More 'Law’ & No ‘Order’ For NBC

'Law And Order" | Randy Jackson | Little Richard | Ellen Barkin

More 'Law’ & No ‘Order’ For NBC Shows

As I told you last month, the "Law & Order" shows produced by Dick Wolf are going through some big changes.

Now what I’m hearing is that actress Annabella Sciorra, one of my personal favorites, is out at “Law & Order: Criminal Intent.” Sciorra appears in about half the season’s episodes with Chris Noth, while the other half of the season is guided by Vincent D’Onofrio and Kathryn Erbe.

Also out at "Criminal Intent" is solid actor Jamey Sheridan, who put in five years there as the captain of police. There’s no word yet on casting for replacements.

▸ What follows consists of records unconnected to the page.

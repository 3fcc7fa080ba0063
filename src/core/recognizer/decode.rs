//! Image decoding with a fast JPEG path.
//!
//! Uses zune-jpeg for JPEG files (1.5-2x faster than image crate),
//! falls back to image crate for other formats.

use crate::error::PlateError;
use image::{DynamicImage, ImageBuffer, Luma, Rgb, Rgba};
use std::fs;
use std::path::Path;
use tracing::debug;
use zune_core::colorspace::ColorSpace;
use zune_core::options::DecoderOptions;
use zune_jpeg::JpegDecoder;

/// Image formats with a dedicated decode path
#[derive(Debug, Clone, Copy, PartialEq, Eq)]
pub enum ImageFormat {
    Jpeg,
    Other,
}

impl ImageFormat {
    /// Detect format from file extension
    pub fn from_path(path: &Path) -> Self {
        match path
            .extension()
            .and_then(|e| e.to_str())
            .map(|e| e.to_lowercase())
            .as_deref()
        {
            Some("jpg" | "jpeg") => Self::Jpeg,
            _ => Self::Other,
        }
    }
}

/// Decode the image at `path`.
///
/// Fails with [`PlateError::InputNotFound`] when the path is not a readable
/// file (whatever the I/O error) and [`PlateError::Decode`] when the bytes
/// are not an image.
pub fn decode_image(path: &Path) -> Result<DynamicImage, PlateError> {
    let bytes = fs::read(path).map_err(|e| {
        debug!(path = %path.display(), error = %e, "Image is not readable");
        PlateError::InputNotFound {
            path: path.to_path_buf(),
        }
    })?;

    if bytes.is_empty() {
        return Err(PlateError::Decode {
            path: path.to_path_buf(),
            reason: "file is empty".to_string(),
        });
    }

    match ImageFormat::from_path(path) {
        ImageFormat::Jpeg => decode_jpeg(path, &bytes).or_else(|_| decode_fallback(path, &bytes)),
        ImageFormat::Other => decode_fallback(path, &bytes),
    }
}

/// Fast JPEG decoding using zune-jpeg
fn decode_jpeg(path: &Path, bytes: &[u8]) -> Result<DynamicImage, PlateError> {
    let decode_error = |reason: String| PlateError::Decode {
        path: path.to_path_buf(),
        reason,
    };

    let options = DecoderOptions::new_fast().jpeg_set_out_colorspace(ColorSpace::RGB);
    let mut decoder = JpegDecoder::new_with_options(bytes, options);

    let pixels = decoder
        .decode()
        .map_err(|e| decode_error(format!("zune-jpeg decode failed: {:?}", e)))?;

    let info = decoder
        .info()
        .ok_or_else(|| decode_error("Failed to get image info".to_string()))?;

    let width = info.width as u32;
    let height = info.height as u32;

    let out_colorspace = decoder.get_output_colorspace().unwrap_or(ColorSpace::RGB);

    let image = match out_colorspace {
        ColorSpace::RGB => {
            let buffer: ImageBuffer<Rgb<u8>, Vec<u8>> = ImageBuffer::from_raw(width, height, pixels)
                .ok_or_else(|| decode_error("Failed to create RGB buffer".to_string()))?;
            DynamicImage::ImageRgb8(buffer)
        }
        ColorSpace::RGBA => {
            let buffer: ImageBuffer<Rgba<u8>, Vec<u8>> =
                ImageBuffer::from_raw(width, height, pixels)
                    .ok_or_else(|| decode_error("Failed to create RGBA buffer".to_string()))?;
            DynamicImage::ImageRgba8(buffer)
        }
        ColorSpace::Luma => {
            let buffer: ImageBuffer<Luma<u8>, Vec<u8>> =
                ImageBuffer::from_raw(width, height, pixels)
                    .ok_or_else(|| decode_error("Failed to create Luma buffer".to_string()))?;
            DynamicImage::ImageLuma8(buffer)
        }
        _ => return decode_fallback(path, bytes),
    };

    Ok(image)
}

fn decode_fallback(path: &Path, bytes: &[u8]) -> Result<DynamicImage, PlateError> {
    image::load_from_memory(bytes).map_err(|e| PlateError::Decode {
        path: path.to_path_buf(),
        reason: e.to_string(),
    })
}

At the same time, Dennis Farina is out at the main “Law & Order” show, where he had the unenviable task of succeeding the late Jerry Orbach. Farina was preceded to the exit door by Annie Parisse, who had one season as the assistant district attorney.

I guess the one person whose job is secure on the “Law & Order” shows is the casting director. One thing is for sure, Wolf never lets that department rest. It should be interesting to see them fill all these important roles before the new season begins filming.

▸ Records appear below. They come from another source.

//! Integration tests for the orchestrator.
//!
//! These tests verify end-to-end run behavior including:
//! - Concurrent execution of both strategies
//! - Failure attribution and the no-partial-outcome rule
//! - Missing and corrupt inputs
//! - The built-in recognizer on a real file

use plate_duo::core::encoder::{LineEncoder, ResultEncoder};
use plate_duo::core::orchestrator::{LaunchOrder, Orchestrator, Strategy};
use plate_duo::core::recognizer::{
    OriginalImage, PlateColor, PlateRecognizer, PreparedImage, PreparedInputs, RawImage,
    RegionImage, TaskResult,
};
use plate_duo::error::{PlateError, RecognizerError, TaskError};
use image::{GrayImage, Rgb, RgbImage};
use std::path::{Path, PathBuf};
use std::sync::atomic::{AtomicUsize, Ordering};
use std::sync::Arc;
use std::thread;
use std::time::Duration;
use tempfile::TempDir;

const PLATE: [&str; 7] = ["京", "A", "1", "2", "3", "4", "5"];

/// Engine stub that sleeps a fixed time per strategy and counts calls
struct DelayedRecognizer {
    shape_delay: Duration,
    color_delay: Duration,
    color_fails: bool,
    calls: AtomicUsize,
}

impl DelayedRecognizer {
    fn new(shape_ms: u64, color_ms: u64) -> Self {
        Self {
            shape_delay: Duration::from_millis(shape_ms),
            color_delay: Duration::from_millis(color_ms),
            color_fails: false,
            calls: AtomicUsize::new(0),
        }
    }

    fn plate() -> TaskResult {
        let label: Vec<char> = PLATE.iter().flat_map(|s| s.chars()).collect();
        let region = RegionImage::new(RgbImage::new(20, 5));
        (label, Some(region), PlateColor::Blue).into()
    }
}

impl PlateRecognizer for DelayedRecognizer {
    fn preprocess(&self, image: &RawImage) -> Result<PreparedInputs, RecognizerError> {
        Ok(PreparedInputs {
            prepared: PreparedImage::new(image.to_luma8()),
            original: OriginalImage::new(image.to_rgb8()),
        })
    }

    fn recognize_by_shape(
        &self,
        _prepared: &PreparedImage,
        _original: &OriginalImage,
    ) -> Result<TaskResult, RecognizerError> {
        self.calls.fetch_add(1, Ordering::SeqCst);
        thread::sleep(self.shape_delay);
        Ok(Self::plate())
    }

    fn recognize_by_color(
        &self,
        _original: &OriginalImage,
        _prepared: &PreparedImage,
    ) -> Result<TaskResult, RecognizerError> {
        self.calls.fetch_add(1, Ordering::SeqCst);
        thread::sleep(self.color_delay);
        if self.color_fails {
            return Err(RecognizerError::Recognition("color model crashed".to_string()));
        }
        Ok(Self::plate())
    }
}

fn write_png(dir: &TempDir, name: &str, image: &RgbImage) -> PathBuf {
    let path = dir.path().join(name);
    image.save(&path).unwrap();
    path
}

fn blank_png(dir: &TempDir) -> PathBuf {
    write_png(dir, "blank.png", &RgbImage::from_pixel(16, 16, Rgb([128, 128, 128])))
}

#[test]
fn dual_strategy_scenario_overlaps_and_encodes() {
    let dir = TempDir::new().unwrap();
    let path = blank_png(&dir);
    let stub = Arc::new(DelayedRecognizer::new(100, 150));

    let outcome = Orchestrator::builder()
        .recognizer(stub.clone())
        .build()
        .run(&path)
        .unwrap();

    assert!(outcome.elapsed() >= Duration::from_millis(150));
    assert!(
        outcome.elapsed() < Duration::from_millis(240),
        "elapsed {:?} suggests sequential execution",
        outcome.elapsed()
    );
    assert_eq!(
        LineEncoder::new().encode(&outcome),
        "京A12345|||京A12345"
    );
    assert_eq!(outcome.shape().color(), PlateColor::Blue);
    assert!(outcome.color().region().is_some());
    assert_eq!(stub.calls.load(Ordering::SeqCst), 2);
}

#[test]
fn launch_order_does_not_change_field_assignment() {
    let dir = TempDir::new().unwrap();
    let path = blank_png(&dir);

    let run = |order| {
        Orchestrator::builder()
            .recognizer(Arc::new(DelayedRecognizer::new(60, 10)))
            .launch_order(order)
            .build()
            .run(&path)
            .unwrap()
    };

    let shape_first = run(LaunchOrder::ShapeFirst);
    let color_first = run(LaunchOrder::ColorFirst);

    assert_eq!(shape_first.shape(), color_first.shape());
    assert_eq!(shape_first.color(), color_first.color());
    assert!(shape_first.timings().shape > shape_first.timings().color);
}

#[test]
fn color_failure_is_not_a_partial_success() {
    let dir = TempDir::new().unwrap();
    let path = blank_png(&dir);
    let mut stub = DelayedRecognizer::new(0, 0);
    stub.color_fails = true;

    let error = Orchestrator::builder()
        .recognizer(Arc::new(stub))
        .build()
        .run(&path)
        .unwrap_err();

    match error {
        PlateError::Strategy {
            strategy: Strategy::Color,
            cause: TaskError::Failed(RecognizerError::Recognition(reason)),
        } => assert!(reason.contains("crashed")),
        other => panic!("unexpected error: {other}"),
    }
}

#[test]
fn missing_file_fails_before_any_strategy() {
    let stub = Arc::new(DelayedRecognizer::new(0, 0));

    let error = Orchestrator::builder()
        .recognizer(stub.clone())
        .build()
        .run(Path::new("/no/such/file.jpg"))
        .unwrap_err();

    assert!(matches!(error, PlateError::InputNotFound { .. }));
    assert_eq!(stub.calls.load(Ordering::SeqCst), 0);
}

#[test]
fn directory_is_not_an_input() {
    let dir = TempDir::new().unwrap();
    let error = Orchestrator::builder().build().run(dir.path()).unwrap_err();
    assert!(matches!(error, PlateError::InputNotFound { .. }));
}

#[test]
fn corrupt_file_is_a_decode_failure() {
    let dir = TempDir::new().unwrap();
    let path = dir.path().join("corrupt.jpg");
    std::fs::write(&path, b"this is not a valid image file").unwrap();
    let stub = Arc::new(DelayedRecognizer::new(0, 0));

    let error = Orchestrator::builder()
        .recognizer(stub.clone())
        .build()
        .run(&path)
        .unwrap_err();

    assert!(matches!(error, PlateError::Decode { .. }));
    assert_eq!(error.stage(), "decode");
    assert_eq!(stub.calls.load(Ordering::SeqCst), 0);
}

#[test]
fn timeout_bounds_a_hung_strategy() {
    let dir = TempDir::new().unwrap();
    let path = blank_png(&dir);

    let error = Orchestrator::builder()
        .recognizer(Arc::new(DelayedRecognizer::new(800, 0)))
        .timeout(Some(Duration::from_millis(100)))
        .build()
        .run(&path)
        .unwrap_err();

    assert!(matches!(
        error,
        PlateError::StrategyTimeout {
            strategy: Strategy::Shape,
            ..
        }
    ));
}

#[test]
fn builtin_recognizer_locates_plate_in_file() {
    let dir = TempDir::new().unwrap();
    let scene = RgbImage::from_fn(400, 300, |x, y| {
        if (100..300).contains(&x) && (120..170).contains(&y) {
            Rgb([10, 60, 200])
        } else {
            Rgb([128, 128, 128])
        }
    });
    let path = write_png(&dir, "car.png", &scene);

    let outcome = Orchestrator::builder().build().run(&path).unwrap();

    let region = outcome.color().region().expect("color region");
    assert_eq!((region.width(), region.height()), (200, 50));
    assert_eq!(outcome.color().color(), PlateColor::Blue);
    // No character model: nothing is read, which is not an error
    assert_eq!(LineEncoder::new().encode(&outcome), "未识别|||未识别");
}

#[test]
fn builtin_recognizer_on_blank_image_returns_empty_results() {
    let dir = TempDir::new().unwrap();
    let path = blank_png(&dir);

    let outcome = Orchestrator::builder().build().run(&path).unwrap();

    assert_eq!(outcome.shape(), &TaskResult::empty());
    assert_eq!(outcome.color(), &TaskResult::empty());
}

#[test]
fn prepared_inputs_are_shared_not_copied() {
    struct PointerCheck {
        seen: std::sync::Mutex<Vec<usize>>,
    }

    impl PlateRecognizer for PointerCheck {
        fn preprocess(&self, _image: &RawImage) -> Result<PreparedInputs, RecognizerError> {
            Ok(PreparedInputs {
                prepared: PreparedImage::new(GrayImage::new(8, 8)),
                original: OriginalImage::new(RgbImage::new(8, 8)),
            })
        }

        fn recognize_by_shape(
            &self,
            prepared: &PreparedImage,
            _original: &OriginalImage,
        ) -> Result<TaskResult, RecognizerError> {
            self.seen
                .lock()
                .unwrap()
                .push(prepared.pixels() as *const GrayImage as usize);
            Ok(TaskResult::empty())
        }

        fn recognize_by_color(
            &self,
            _original: &OriginalImage,
            prepared: &PreparedImage,
        ) -> Result<TaskResult, RecognizerError> {
            self.seen
                .lock()
                .unwrap()
                .push(prepared.pixels() as *const GrayImage as usize);
            Ok(TaskResult::empty())
        }
    }

    let dir = TempDir::new().unwrap();
    let path = blank_png(&dir);
    let check = Arc::new(PointerCheck {
        seen: std::sync::Mutex::new(Vec::new()),
    });

    Orchestrator::builder()
        .recognizer(check.clone())
        .build()
        .run(&path)
        .unwrap();

    let seen = check.seen.lock().unwrap();
    assert_eq!(seen.len(), 2);
    assert_eq!(seen[0], seen[1]);
}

“Criminal Intent,” by the way, is losing a longtime Wolf writer-producer in Rene Balcer. He’s being replaced by playwright and screenwriter Warren Leight, a favorite New York scribe whose play “Sideman” starred Edie Falco long before she was a Soprano. Warren’s worked on “Law & Order” for many years, so he’s no stranger to Wolf’s ways.

At the same time, there are rumblings that Wolf is developing a new show about Los Angeles district attorneys who prosecute Hollywood types, with much emphasis on the Anthony Pellicano case. If so, Wolf would do well to hire investigator Paul Barresi as a consultant. Barresi is the only link between Pellicano — for whom he worked — and the supermarket tabloids that the sullied private eye used to stir the pot in Hollywood. Barresi’s treasure trove of tape recordings left to him by National Enquirer reporter Jim Mitteager could provide several seasons of riveting episodes.

Jacko’s Bro Hits My Space With A Thud

Randy Jackson, Michael’s brother — not the one from “American Idol” — has entered, owned by News Corp., which also owns FOXNews, with a thud.

Jackson closed down his Web site for his brother last year when not enough fans forked over $49.99 for subscriptions. The ones who did got very little for their money.

But now Randy is back, authorizing a “free” site on Myspace run by a Michael Jackson fan who was served with a restraining order last year by reporter Diane Dimond. The site features two tracks from Randy’s little known 1989 solo album, as well as a blog by the youngest male Jackson and pictures of his Myspace friends.

Click here for the Michael Jackson Celebrity Center.

Randy is also sponsoring a contest for fans to send him their poems and artwork at Winners will get his autograph, if they want it.

Tutti Frutti, Oh Rudy

Little Richard, who rightly calls himself the Architect of Rock and Roll, made his first appearance in 30 years at Harlem’s Apollo Theater on Saturday night. I’m not clear about why he stayed away. Richard — whose real name is Richard Penniman — is 73, and on Saturday he wore a white suit with rhinestone adornments that looked like it had been designed by Liberace for Elvis. He also sported a unique wig meant to recall his days of high pompadours constructed with pomade.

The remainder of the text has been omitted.